Part of the American Chemical Society

The Division of Chemical Health and Safety (DCHAS) is a technological department of the American Chemical Society (ACS) that concentrates on health and safety within the field of chemistry. Founded in 1979 in Washington, D.C., DCHAS works with many sister organizations, including the ACS Committee on Chemical Safety, AIChE's Center for Process Safety, Campus Safety, the Health and Environmental Association, and the AIHA Laboratory Safety Committee.

==Awards==
The awards provided by DCHAS include:
- Howard Fawcett Chemical Health and Safety Award: An award for individual contributions to the field of chemical health and safety.
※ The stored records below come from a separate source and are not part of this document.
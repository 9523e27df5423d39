//! Mapping between curve math coordinates and screen coordinates.

use kurbo::{Affine, Point, Vec2};
use serde::{Deserialize, Serialize};

/// Default number of screen pixels per math unit.
pub const DEFAULT_UNIT: f64 = 40.0;

/// Viewport parameters for analytic curves.
///
/// Math space has y growing upward; screen space has y growing downward.
#[derive(Debug, Clone, Copy, PartialEq, Serialize, Deserialize)]
#[serde(default)]
pub struct Viewport {
    /// Screen position of the math origin.
    pub origin: Point,
    /// Screen pixels per math unit.
    pub unit: f64,
}

impl Default for Viewport {
    fn default() -> Self {
        Self {
            origin: Point::ZERO,
            unit: DEFAULT_UNIT,
        }
    }
}

impl Viewport {
    pub fn new(origin: Point, unit: f64) -> Self {
        Self { origin, unit }
    }

    /// Transform from math coordinates to screen coordinates.
    pub fn transform(&self) -> Affine {
        Affine::translate(self.origin.to_vec2()) * Affine::scale_non_uniform(self.unit, -self.unit)
    }

    /// Transform from screen coordinates to math coordinates.
    pub fn inverse_transform(&self) -> Affine {
        self.transform().inverse()
    }

    pub fn to_screen(&self, math: Point) -> Point {
        self.transform() * math
    }

    pub fn to_math(&self, screen: Point) -> Point {
        self.inverse_transform() * screen
    }

    /// Convert a screen-space translation to a math-space translation.
    pub fn delta_to_math(&self, delta: Vec2) -> Vec2 {
        if self.unit.abs() < f64::EPSILON {
            return Vec2::ZERO;
        }
        Vec2::new(delta.x / self.unit, -delta.y / self.unit)
    }

    /// Convert a screen distance to math units.
    pub fn length_to_math(&self, length: f64) -> f64 {
        if self.unit.abs() < f64::EPSILON {
            return 0.0;
        }
        length / self.unit.abs()
    }
}

#[cfg(test)]
mod tests {
    use super::*;

    #[test]
    fn test_default_viewport() {
        let viewport = Viewport::default();
        assert_eq!(viewport.to_screen(Point::new(1.0, 1.0)), Point::new(40.0, -40.0));
    }

    #[test]
    fn test_y_axis_flips() {
        let viewport = Viewport::new(Point::new(100.0, 200.0), 10.0);
        let screen = viewport.to_screen(Point::new(2.0, 3.0));
        assert!((screen.x - 120.0).abs() < 1e-10);
        assert!((screen.y - 170.0).abs() < 1e-10);
    }

    #[test]
    fn test_roundtrip_conversion() {
        let viewport = Viewport::new(Point::new(30.0, -20.0), 25.0);
        let original = Point::new(123.0, 456.0);
        let back = viewport.to_screen(viewport.to_math(original));
        assert!((back.x - original.x).abs() < 1e-10);
        assert!((back.y - original.y).abs() < 1e-10);
    }

    #[test]
    fn test_delta_to_math() {
        let viewport = Viewport::new(Point::ZERO, 20.0);
        let delta = viewport.delta_to_math(Vec2::new(40.0, 20.0));
        assert!((delta.x - 2.0).abs() < f64::EPSILON);
        assert!((delta.y + 1.0).abs() < f64::EPSILON);
    }
}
- SafetyStratus College and University Health and Safety Award: An award for comprehensive chemical safety programs in higher education (undergraduate study only).
- Tillmanns-Skolnik Award: An award for long-term service to the Division of Chemical Health and Safety.
- CHAS Student Registration Award: An award providing reimbursement in the amount of a full-conference registration fee (undergraduate, graduate, or pre-college teacher-student rate, as applicable).
- Laboratory Safety Institute Graduate Research Faculty Safety Award: An award to graduate-level academic research faculty who demonstrate commitment to chemical health and safety in their laboratories.
- Service Awards: An award given to encourage student participation in CHAS programming at ACS national meetings.
- CHAS Fellows Award: An award is given for a lifetime of dedication and service to the American Chemical Society, the ACS Division of Chemical Health and Safety, and the chemical health and safety field.